Mohammad Tavassoli, Secrétaire général du Mouvement de la liberté d’Iran, 30/4/2023

Original : نامه دبیرکل نهضت آزادی ایران به راشد الغنوشی

Traduit par Tlaxcala

Mohammad Tavassoli-Hojjati (Téhéran, 1938) a succédé en 2017 à Ebrahim Yazdi comme secrétaire général du Mouvement de la liberté de l’Iran*, dont il a été un militant actif depuis sa fondation en 1961. Il a été maire de Téhéran de février 1979 à février 1980.Emprisonné en 1971, en 1983, en 1988 et en 2009.


Cher frère, M. Rachid Al Ghannouchi et ses honorables compagnons du parti Ennahdha

Salutations

La nouvelle de votre arrestation le 17 avril dernier, suite à votre destitution en tant que président du Parlement tunisien et à la dissolution du Parlement et du gouvernement par M. Kaïs Sayed, président tunisien, en août dernier, que les experts ont jugée comme un coup d’État contre Ennahdha, a été regrettable et m’a rempli d’inquiétude, ainsi que tous ceux qui s’intéressent à la révolution tunisienne.

Vos explications sur la cause de cette démarche du président tunisien, publiées dans Al Jazeera, sont remarquables : « Il y a une lutte entre la démocratie et la dictature pour éliminer par la force les acquis de notre révolution bénie... Comme en témoignent les juristes, les accusations portées contre nous sont sans aucun fondement. Mon arrestation et celle d’un certain nombre d’autres personnes ne résoudront pas le problème de l’augmentation du coût de la vie. Nous sommes confiants dans le fait que notre peuple adhère aux principes de la révolution et que le processus démocratique du pays va de l’avant. Le problème de la Tunisie est la dictature et le coup d’État, et ils ne font qu’aggraver les problèmes du pays ».

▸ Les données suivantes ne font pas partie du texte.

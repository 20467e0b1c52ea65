//! Strata core: a hierarchical structure model for markdown documents.
//!
//! This crate turns a parsed document into an [`outline::Outline`], a
//! heading tree with Merkle-style content fingerprints, and compares two
//! outlines into a structured [`delta::DocumentDelta`]. Around that core it
//! provides content hashing, heading-structure validation, and uniform
//! re-leveling.
//!
//! Parsing itself lives behind the [`events::ScanEvent`] contract: any
//! CommonMark parser that can emit the event shape can drive this crate.
//! The `strata-parser` crate supplies the standard adapter.
//!
//! Everything here is synchronous, allocation-only, and side-effect-free:
//! pure functions over immutable inputs producing new immutable outputs.
//! Independent documents can be processed from as many threads as you
//! like with no shared state.

pub mod delta;
pub mod document;
pub mod events;
pub mod hashing;
pub mod normalize;
pub mod outline;
pub mod structure;

// Re-export the main types for convenience
pub use delta::{
    compute_delta, BrokenLink, ChangeAction, CodeBlockChange, ContentChange, DeltaStatistics,
    DocumentChange, DocumentDelta, FrontmatterChange, MovedSection,
};
pub use document::{Document, DocumentError, Frontmatter, MergeStrategy};
pub use events::{HeadingLevel, InvalidLevel, ScanEvent, SourceSpan};
pub use hashing::{
    hash_fast, hash_fast_bytes, hash_fast_normalized, hash_fast_trimmed, hash_secure,
    hash_secure_bytes, hash_secure_normalized, hash_secure_trimmed, SecureHash,
};
pub use normalize::{
    normalize, normalize_in_place, relevel, relevel_in_place, HeadingAdjustment,
    NormalizationError, NormalizationReport, OverflowInfo,
};
pub use outline::{AnchorLink, CodeBlock, Outline, Section, SectionPath};
pub use structure::{
    validate_levels, HeadingSummary, StructureIssue, StructureIssueKind, StructureReport,
};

Le Front de salut national tunisien a également condamné les mesures restrictives de liberté et exprimé sa solidarité avec tous les prisonniers politiques. Il a déclaré qu’il poursuivrait sa lutte non-violente jusqu’à l’élimination de la répression et du coup d’État et le retour à la démocratie.

 

Téhéran, 1979 - Première banderole (en anglais et farsi) : « Toute personne a le droit de prendre part à la direction des affaires publiques de son pays, soit directement, soit par l’intermédiaire de représentants librement choisis » (Déclaration universelle des droits de l’homme, Article 21). Deuxième banderole (en farsi) : «Vous ne ferez pas taire les voix pour la justice en leur tirant dessus". Photographe anonyme

Vous vous souvenez de du défunt secrétaire général du Mouvement de la liberté d’Iran, Ebrahim Yazdi, et de la lettre qu’il vous a adressée le 30 octobre 2011. Outre des remarques sur les échecs de la révolution islamique en Iran, il vous a fait part des dangers qui entravent la révolution tunisienne, notamment les points suivants :

« Nous combattons et éliminons le dictateur, mais pas le despotisme en tant que mode de vie... Le résultat est que nous renversons le despote mais que nous sommes bientôt confrontés à une nouvelle dictature... La démocratie n’est pas un produit d’importation, mais un processus d’apprentissage dont on peut faire l’expérience... Pour dépasser les conditions données, nous devons d’abord accepter que la société humaine est diversifiée et que les pays islamiques, entre autres la Tunisie, ont toutes les particularités d’une société de transition avec des opinions diverses. Par conséquent, l’acceptation et le respect total de la diversité sont nécessaires à cette étape. La deuxième étape est le processus d’apprentissage de la démocratie et de la tolérance. L’étape suivante de l’institutionnalisation de la démocratie est la capacité d’adaptation et la convergence entre les activistes de la scène politique ».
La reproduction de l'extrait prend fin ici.